Urwane skrzydło i zdenerwowanie pasażerów - na szczęście tylko tym skończyła się wtorkowa kolizja dwóch samolotów na nowojorskim lotnisku LaGuardia. Nikt nie został ranny, ale obie maszyny zostały uszkodzone i trafią do naprawy.
Samoloty linii lotniczych Southwest Airlines i American Airlines "zetknęły się skrzydłami" we wtorek ok. godz. 11 czasu lokalnego (godz. 17 naszego czasu) na lotnisku LaGuardia - poinformowały władze Nowego Jorku.

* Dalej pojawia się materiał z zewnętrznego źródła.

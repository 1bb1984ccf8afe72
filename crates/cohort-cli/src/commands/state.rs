//! Cluster state encoding commands.

use anyhow::{Context, Result};
use cohort_types::{ClusterState, NodeState, NodeType};

use crate::style::{self, colors::SemanticStyle};

fn parse_state(text: &str) -> Result<ClusterState> {
    ClusterState::parse(text).with_context(|| format!("Invalid cluster state '{text}'"))
}

/// Decode a cluster state and list its nodes.
pub fn parse(text: &str, format: &str) -> Result<()> {
    let state = parse_state(text)?;

    match format {
        "json" => {
            let nodes: Vec<serde_json::Value> = NodeType::ALL
                .into_iter()
                .flat_map(|node_type| state.nodes(node_type))
                .map(|(node, node_state)| {
                    serde_json::json!({
                        "node": node.to_string(),
                        "state": node_state.state().to_string(),
                        "description": node_state.description(),
                    })
                })
                .collect();
            let summary = serde_json::json!({
                "version": state.version(),
                "cluster": state.cluster_state().to_string(),
                "distribution_bits": state.distribution_bit_count(),
                "serialized": state.serialize(false),
                "nodes": nodes,
            });
            println!("{}", serde_json::to_string_pretty(&summary)?);
        }
        "text" => {
            let version = state.version().to_string();
            let cluster = state.cluster_state().to_string();
            let bits = state.distribution_bit_count().to_string();
            let distributors = state.node_count(NodeType::Distributor).to_string();
            let storage = state.node_count(NodeType::Storage).to_string();
            style::print_info_table(&[
                ("Version", version.as_str()),
                ("Cluster", cluster.as_str()),
                ("Distribution bits", bits.as_str()),
                ("Distributors", distributors.as_str()),
                ("Storage nodes", storage.as_str()),
            ]);

            let rows: Vec<Vec<String>> = NodeType::ALL
                .into_iter()
                .flat_map(|node_type| state.nodes(node_type))
                .filter(|(_, node_state)| !node_state.similar_to(&NodeState::up()))
                .map(|(node, node_state)| {
                    vec![
                        node.to_string(),
                        node_state.state().to_string(),
                        node_state.to_string(),
                    ]
                })
                .collect();
            if rows.is_empty() {
                println!("{}", "All nodes up.".muted());
            } else {
                style::print_table(
                    &["Node".to_string(), "State".to_string(), "Details".to_string()],
                    &rows,
                );
            }
        }
        other => anyhow::bail!("Unknown format '{other}' (expected text or json)"),
    }
    Ok(())
}

/// Show what changed between two cluster states.
pub fn diff(from: &str, to: &str) -> Result<()> {
    let from = parse_state(from)?;
    let to = parse_state(to)?;

    if from == to {
        style::print_success("States are identical");
        return Ok(());
    }
    if from.similar_to(&to) {
        style::print_hint("States differ only in version or non-structural details");
    }
    println!("{}", from.textual_difference(&to));
    Ok(())
}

Kawałek lewego skrzydła boeinga 737 linii Southwest Airlines ze 143 pasażerami i pięcioma członkami załogi na pokładzie został urwany. W drugim samolocie - linii American Airlines, lecącym do Dallas, na którego pokładzie było 149 pasażerów i sześciu członków załogi - uszkodzony został statecznik.
Dotknięcie skrzydłami
"Końcówka skrzydła samolotu Southwest Airlines, lot nr 449 lecącego do Denver, dotknęła innego samolotu, który oczekiwał przy rękawie" - opisały przebieg zdarzenia linie Southwest. "143 pasażerów lotu 449 zostało ewakuowanych schodami dmuchanymi i przewiezionych do terminalu na lotnisku La Guardia, gdzie zajęli się nimi nasi pracownicy. Teraz organizują dla nich lot do miejsca przeznaczenia" - czytamy w oświadczeniu przewoźnika.
Samolot, z którym zetknął się boeing 737, został odstawiony do hangaru, gdzie zostanie sprawdzony i naprawiony.
W wyniku kolizji nikt nie został ranny.
Incydent nie wywołał żadnych utrudnień ani opóźnień innych lotów - zapewniają władze lotniska.